===== Exercise data
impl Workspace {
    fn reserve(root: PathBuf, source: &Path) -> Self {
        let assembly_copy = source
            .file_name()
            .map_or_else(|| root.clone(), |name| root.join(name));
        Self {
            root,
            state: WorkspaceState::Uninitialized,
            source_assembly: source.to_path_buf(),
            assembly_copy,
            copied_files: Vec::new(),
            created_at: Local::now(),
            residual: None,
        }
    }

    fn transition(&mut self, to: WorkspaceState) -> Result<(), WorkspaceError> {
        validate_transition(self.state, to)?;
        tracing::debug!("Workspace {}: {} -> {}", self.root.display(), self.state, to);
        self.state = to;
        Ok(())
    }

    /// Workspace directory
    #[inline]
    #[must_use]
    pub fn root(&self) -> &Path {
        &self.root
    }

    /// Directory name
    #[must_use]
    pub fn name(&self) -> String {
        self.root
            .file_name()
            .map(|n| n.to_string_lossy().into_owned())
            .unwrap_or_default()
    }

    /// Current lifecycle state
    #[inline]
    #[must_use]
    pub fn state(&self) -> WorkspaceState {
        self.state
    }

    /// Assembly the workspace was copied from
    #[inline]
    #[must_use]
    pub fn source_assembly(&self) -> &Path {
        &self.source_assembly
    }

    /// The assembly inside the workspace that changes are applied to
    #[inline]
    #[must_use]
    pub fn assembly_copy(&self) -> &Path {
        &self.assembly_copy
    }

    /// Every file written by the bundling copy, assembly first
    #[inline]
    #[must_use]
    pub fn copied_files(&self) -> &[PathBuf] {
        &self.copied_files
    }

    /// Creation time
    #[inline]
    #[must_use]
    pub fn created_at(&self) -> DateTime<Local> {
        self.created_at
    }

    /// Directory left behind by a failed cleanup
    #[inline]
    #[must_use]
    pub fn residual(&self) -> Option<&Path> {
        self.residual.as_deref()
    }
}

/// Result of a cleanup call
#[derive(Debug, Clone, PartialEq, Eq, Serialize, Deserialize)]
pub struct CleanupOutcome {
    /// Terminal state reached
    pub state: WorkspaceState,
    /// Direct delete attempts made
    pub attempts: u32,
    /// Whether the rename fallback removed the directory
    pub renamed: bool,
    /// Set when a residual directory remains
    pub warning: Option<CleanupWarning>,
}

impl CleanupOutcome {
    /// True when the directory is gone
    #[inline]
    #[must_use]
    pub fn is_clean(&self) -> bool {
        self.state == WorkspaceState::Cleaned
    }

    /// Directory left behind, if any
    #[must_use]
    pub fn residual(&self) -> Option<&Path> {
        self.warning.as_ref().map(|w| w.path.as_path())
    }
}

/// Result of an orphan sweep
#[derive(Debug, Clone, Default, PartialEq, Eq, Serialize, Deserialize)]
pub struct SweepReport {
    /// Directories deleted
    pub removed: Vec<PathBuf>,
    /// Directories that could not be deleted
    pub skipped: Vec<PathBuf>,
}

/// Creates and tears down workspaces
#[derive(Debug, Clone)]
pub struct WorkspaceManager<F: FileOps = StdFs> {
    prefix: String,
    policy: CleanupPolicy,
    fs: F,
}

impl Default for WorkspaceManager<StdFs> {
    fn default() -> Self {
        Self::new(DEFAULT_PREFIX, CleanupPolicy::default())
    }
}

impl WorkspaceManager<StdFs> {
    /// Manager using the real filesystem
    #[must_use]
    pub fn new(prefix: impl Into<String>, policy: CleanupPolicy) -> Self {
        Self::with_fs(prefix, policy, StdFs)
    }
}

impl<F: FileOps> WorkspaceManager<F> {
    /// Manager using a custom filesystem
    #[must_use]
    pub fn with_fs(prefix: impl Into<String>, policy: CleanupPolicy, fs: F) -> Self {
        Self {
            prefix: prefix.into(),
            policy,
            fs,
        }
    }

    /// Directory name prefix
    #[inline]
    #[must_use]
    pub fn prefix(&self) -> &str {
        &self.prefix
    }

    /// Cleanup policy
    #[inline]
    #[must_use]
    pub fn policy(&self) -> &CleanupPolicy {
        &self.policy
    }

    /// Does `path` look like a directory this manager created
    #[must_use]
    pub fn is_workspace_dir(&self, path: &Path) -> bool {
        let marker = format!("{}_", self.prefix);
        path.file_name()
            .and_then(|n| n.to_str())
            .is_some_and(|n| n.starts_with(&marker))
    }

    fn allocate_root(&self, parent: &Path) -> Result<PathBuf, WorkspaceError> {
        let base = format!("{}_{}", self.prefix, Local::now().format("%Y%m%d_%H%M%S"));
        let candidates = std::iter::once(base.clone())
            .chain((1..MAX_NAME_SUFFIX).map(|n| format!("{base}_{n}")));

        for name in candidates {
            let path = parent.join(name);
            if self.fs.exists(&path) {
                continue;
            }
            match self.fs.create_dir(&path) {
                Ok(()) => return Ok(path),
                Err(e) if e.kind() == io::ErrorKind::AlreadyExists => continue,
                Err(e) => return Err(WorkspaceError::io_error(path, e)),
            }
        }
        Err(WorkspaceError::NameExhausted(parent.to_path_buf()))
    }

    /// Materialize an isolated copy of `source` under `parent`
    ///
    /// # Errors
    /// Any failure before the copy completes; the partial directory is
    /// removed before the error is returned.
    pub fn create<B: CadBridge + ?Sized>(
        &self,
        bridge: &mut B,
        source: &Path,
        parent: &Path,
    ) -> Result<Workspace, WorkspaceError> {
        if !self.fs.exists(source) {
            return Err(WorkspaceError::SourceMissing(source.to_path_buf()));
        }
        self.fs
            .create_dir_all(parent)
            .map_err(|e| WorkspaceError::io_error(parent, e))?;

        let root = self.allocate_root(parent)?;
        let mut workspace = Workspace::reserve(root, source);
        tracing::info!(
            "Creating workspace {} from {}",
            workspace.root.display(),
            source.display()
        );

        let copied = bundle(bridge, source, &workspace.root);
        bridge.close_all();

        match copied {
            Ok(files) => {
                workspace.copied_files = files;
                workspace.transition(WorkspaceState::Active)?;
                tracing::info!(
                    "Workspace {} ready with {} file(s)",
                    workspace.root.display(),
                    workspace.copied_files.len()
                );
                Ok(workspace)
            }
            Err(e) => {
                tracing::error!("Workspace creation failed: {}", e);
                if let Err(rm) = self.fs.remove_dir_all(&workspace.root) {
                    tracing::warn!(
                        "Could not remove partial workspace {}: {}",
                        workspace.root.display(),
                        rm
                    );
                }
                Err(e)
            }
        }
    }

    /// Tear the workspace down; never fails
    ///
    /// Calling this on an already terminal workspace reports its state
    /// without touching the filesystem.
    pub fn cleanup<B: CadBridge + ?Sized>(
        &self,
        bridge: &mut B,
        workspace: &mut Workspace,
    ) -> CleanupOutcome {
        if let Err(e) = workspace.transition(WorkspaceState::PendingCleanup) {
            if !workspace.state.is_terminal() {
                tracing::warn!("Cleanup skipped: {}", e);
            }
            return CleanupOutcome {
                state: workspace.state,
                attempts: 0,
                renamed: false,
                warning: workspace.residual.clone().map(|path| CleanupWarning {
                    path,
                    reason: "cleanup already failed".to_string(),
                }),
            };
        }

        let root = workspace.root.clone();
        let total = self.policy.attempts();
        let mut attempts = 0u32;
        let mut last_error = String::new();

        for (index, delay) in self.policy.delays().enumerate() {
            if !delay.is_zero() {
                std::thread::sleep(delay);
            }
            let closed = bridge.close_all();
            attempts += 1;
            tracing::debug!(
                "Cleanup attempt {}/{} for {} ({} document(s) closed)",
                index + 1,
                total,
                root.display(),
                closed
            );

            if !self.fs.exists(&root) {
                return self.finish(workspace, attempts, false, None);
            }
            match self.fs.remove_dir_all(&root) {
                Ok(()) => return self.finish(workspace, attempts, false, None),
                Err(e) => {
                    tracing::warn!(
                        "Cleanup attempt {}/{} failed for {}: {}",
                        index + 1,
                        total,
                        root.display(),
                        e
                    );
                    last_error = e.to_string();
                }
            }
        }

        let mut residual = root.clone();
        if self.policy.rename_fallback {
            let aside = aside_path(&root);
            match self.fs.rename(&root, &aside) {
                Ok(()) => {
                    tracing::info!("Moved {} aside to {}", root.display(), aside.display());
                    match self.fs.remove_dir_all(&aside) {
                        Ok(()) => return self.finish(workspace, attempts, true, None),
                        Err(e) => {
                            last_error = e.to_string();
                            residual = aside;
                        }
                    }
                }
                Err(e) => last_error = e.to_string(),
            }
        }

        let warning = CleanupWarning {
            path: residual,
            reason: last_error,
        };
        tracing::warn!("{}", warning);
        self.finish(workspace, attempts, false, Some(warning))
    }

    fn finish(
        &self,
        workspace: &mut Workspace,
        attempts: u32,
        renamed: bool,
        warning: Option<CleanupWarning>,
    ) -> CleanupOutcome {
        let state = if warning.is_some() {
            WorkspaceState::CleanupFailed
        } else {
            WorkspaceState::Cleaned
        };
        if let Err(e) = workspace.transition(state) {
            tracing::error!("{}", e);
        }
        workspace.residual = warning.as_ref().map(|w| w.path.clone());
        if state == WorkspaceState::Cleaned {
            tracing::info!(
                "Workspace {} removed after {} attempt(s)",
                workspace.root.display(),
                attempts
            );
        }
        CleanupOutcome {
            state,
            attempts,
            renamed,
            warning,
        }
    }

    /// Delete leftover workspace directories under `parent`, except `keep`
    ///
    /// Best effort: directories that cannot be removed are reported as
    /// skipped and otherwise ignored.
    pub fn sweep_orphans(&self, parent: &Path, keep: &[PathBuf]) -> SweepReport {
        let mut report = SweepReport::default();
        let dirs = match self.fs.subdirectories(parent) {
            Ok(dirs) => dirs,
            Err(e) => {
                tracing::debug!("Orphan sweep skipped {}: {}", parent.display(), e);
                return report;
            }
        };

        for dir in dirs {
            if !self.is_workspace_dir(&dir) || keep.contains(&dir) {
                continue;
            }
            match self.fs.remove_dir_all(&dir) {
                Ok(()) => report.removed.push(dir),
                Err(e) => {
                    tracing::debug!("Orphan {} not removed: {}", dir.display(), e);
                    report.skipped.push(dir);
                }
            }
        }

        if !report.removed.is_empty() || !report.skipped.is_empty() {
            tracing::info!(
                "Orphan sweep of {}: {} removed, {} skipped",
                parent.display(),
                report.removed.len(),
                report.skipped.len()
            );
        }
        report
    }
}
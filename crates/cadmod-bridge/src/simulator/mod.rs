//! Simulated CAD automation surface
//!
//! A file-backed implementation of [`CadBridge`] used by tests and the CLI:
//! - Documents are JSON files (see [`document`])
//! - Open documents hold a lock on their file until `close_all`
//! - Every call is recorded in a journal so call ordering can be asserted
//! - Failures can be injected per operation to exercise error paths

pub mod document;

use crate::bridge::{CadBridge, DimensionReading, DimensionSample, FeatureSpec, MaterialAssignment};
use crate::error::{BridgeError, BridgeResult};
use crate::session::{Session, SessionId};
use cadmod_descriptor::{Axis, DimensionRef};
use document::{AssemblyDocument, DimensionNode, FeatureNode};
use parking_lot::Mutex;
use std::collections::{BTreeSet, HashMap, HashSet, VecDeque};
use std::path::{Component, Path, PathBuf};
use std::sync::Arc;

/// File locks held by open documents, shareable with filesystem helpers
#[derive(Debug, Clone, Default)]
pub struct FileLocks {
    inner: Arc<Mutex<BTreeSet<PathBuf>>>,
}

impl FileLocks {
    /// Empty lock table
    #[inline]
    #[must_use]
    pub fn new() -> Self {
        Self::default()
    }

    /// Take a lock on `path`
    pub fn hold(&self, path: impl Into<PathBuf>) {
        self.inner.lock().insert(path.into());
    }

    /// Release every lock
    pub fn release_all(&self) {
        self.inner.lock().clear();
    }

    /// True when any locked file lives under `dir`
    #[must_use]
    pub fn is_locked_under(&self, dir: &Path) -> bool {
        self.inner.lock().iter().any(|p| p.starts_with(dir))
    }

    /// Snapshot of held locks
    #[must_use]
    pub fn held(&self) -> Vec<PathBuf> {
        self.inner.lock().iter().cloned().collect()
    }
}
==========
Work request -> From the line containing "let state = if" down to the line containing "- Open documents" in the material above, reproduce every line exactly, including the two end lines.

Task response ->
        let state = if warning.is_some() {
            WorkspaceState::CleanupFailed
        } else {
            WorkspaceState::Cleaned
        };
        if let Err(e) = workspace.transition(state) {
            tracing::error!("{}", e);
        }
        workspace.residual = warning.as_ref().map(|w| w.path.clone());
        if state == WorkspaceState::Cleaned {
            tracing::info!(
                "Workspace {} removed after {} attempt(s)",
                workspace.root.display(),
                attempts
            );
        }
        CleanupOutcome {
            state,
            attempts,
            renamed,
            warning,
        }
    }

    /// Delete leftover workspace directories under `parent`, except `keep`
    ///
    /// Best effort: directories that cannot be removed are reported as
    /// skipped and otherwise ignored.
    pub fn sweep_orphans(&self, parent: &Path, keep: &[PathBuf]) -> SweepReport {
        let mut report = SweepReport::default();
        let dirs = match self.fs.subdirectories(parent) {
            Ok(dirs) => dirs,
            Err(e) => {
                tracing::debug!("Orphan sweep skipped {}: {}", parent.display(), e);
                return report;
            }
        };

        for dir in dirs {
            if !self.is_workspace_dir(&dir) || keep.contains(&dir) {
                continue;
            }
            match self.fs.remove_dir_all(&dir) {
                Ok(()) => report.removed.push(dir),
                Err(e) => {
                    tracing::debug!("Orphan {} not removed: {}", dir.display(), e);
                    report.skipped.push(dir);
                }
            }
        }

        if !report.removed.is_empty() || !report.skipped.is_empty() {
            tracing::info!(
                "Orphan sweep of {}: {} removed, {} skipped",
                parent.display(),
                report.removed.len(),
                report.skipped.len()
            );
        }
        report
    }
}
filename crates/cadmod-bridge/src/simulator/mod.rs
//! Simulated CAD automation surface
//!
//! A file-backed implementation of [`CadBridge`] used by tests and the CLI:
//! - Documents are JSON files (see [`document`])
//! - Open documents hold a lock on their file until `close_all`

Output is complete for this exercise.